EXERCISE DIRECTIONS: Tally the lines containing "must" in this data. Respond with the tally alone.

SUPPLIED MATERIAL:
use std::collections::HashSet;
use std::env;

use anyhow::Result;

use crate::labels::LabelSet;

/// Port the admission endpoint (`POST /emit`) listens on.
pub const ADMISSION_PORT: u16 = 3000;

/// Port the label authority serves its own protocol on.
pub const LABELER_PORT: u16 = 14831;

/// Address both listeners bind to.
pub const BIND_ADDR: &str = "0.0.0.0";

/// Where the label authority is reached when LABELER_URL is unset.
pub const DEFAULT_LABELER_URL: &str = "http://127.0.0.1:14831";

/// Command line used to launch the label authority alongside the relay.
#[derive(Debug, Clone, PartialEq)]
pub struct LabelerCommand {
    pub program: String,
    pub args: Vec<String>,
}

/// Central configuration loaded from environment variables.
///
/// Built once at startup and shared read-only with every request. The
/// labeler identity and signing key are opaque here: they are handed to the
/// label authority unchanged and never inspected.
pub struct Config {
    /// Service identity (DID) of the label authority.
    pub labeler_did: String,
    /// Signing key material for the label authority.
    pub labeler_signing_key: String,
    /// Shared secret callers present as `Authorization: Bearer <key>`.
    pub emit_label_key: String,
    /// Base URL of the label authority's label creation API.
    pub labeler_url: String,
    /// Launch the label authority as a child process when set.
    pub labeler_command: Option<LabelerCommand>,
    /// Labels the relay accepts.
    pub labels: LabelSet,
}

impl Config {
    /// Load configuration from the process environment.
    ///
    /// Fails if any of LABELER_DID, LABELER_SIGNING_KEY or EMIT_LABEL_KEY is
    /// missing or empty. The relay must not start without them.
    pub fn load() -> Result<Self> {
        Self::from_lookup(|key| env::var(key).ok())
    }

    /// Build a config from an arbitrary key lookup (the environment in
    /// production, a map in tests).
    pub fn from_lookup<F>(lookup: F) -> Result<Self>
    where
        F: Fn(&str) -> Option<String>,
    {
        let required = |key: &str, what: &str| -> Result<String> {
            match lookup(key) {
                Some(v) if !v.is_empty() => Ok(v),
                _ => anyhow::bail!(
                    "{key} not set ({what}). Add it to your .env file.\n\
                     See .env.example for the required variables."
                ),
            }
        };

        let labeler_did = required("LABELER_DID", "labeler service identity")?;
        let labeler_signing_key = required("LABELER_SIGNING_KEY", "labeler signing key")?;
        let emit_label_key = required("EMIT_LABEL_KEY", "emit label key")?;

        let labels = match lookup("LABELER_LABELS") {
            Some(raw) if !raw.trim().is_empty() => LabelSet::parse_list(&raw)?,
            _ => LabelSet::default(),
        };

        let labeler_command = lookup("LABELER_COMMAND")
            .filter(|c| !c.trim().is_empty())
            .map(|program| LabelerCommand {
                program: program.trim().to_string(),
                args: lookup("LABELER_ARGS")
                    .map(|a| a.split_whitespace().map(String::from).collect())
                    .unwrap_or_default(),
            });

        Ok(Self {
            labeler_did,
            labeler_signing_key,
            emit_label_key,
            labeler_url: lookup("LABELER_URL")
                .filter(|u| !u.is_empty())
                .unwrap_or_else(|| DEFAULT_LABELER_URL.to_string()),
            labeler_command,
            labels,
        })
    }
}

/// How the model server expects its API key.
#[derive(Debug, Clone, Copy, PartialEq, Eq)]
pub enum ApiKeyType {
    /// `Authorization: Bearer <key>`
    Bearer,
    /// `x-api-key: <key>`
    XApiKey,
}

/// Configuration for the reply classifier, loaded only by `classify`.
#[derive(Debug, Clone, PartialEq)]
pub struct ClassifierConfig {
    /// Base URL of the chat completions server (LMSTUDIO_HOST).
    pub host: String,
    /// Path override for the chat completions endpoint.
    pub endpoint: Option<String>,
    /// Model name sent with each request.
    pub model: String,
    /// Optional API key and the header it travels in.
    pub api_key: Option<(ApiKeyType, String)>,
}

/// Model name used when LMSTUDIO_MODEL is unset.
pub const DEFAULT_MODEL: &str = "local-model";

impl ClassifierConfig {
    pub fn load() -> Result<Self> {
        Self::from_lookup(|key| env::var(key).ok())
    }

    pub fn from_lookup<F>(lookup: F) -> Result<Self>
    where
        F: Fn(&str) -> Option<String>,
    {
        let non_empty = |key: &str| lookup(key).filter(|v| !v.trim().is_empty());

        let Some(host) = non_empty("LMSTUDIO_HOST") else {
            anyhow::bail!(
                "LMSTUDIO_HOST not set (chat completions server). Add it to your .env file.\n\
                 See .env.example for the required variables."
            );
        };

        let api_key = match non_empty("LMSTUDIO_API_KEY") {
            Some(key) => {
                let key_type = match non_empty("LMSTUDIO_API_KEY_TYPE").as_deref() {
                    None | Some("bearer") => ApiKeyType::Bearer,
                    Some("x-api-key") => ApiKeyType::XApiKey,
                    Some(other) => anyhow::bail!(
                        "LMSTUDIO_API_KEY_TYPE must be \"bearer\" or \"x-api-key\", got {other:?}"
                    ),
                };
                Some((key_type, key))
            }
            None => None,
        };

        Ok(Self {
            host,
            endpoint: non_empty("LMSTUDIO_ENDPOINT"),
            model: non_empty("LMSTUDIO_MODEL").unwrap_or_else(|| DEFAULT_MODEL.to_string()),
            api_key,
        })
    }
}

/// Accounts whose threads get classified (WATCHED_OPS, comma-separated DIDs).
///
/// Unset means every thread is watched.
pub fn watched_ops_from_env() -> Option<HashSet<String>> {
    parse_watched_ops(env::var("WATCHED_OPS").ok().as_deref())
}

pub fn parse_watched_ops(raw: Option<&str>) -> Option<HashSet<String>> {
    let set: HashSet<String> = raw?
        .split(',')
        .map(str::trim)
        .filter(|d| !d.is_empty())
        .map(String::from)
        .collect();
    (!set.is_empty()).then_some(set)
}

SOLUTION FOR THIS PROBLEM: 2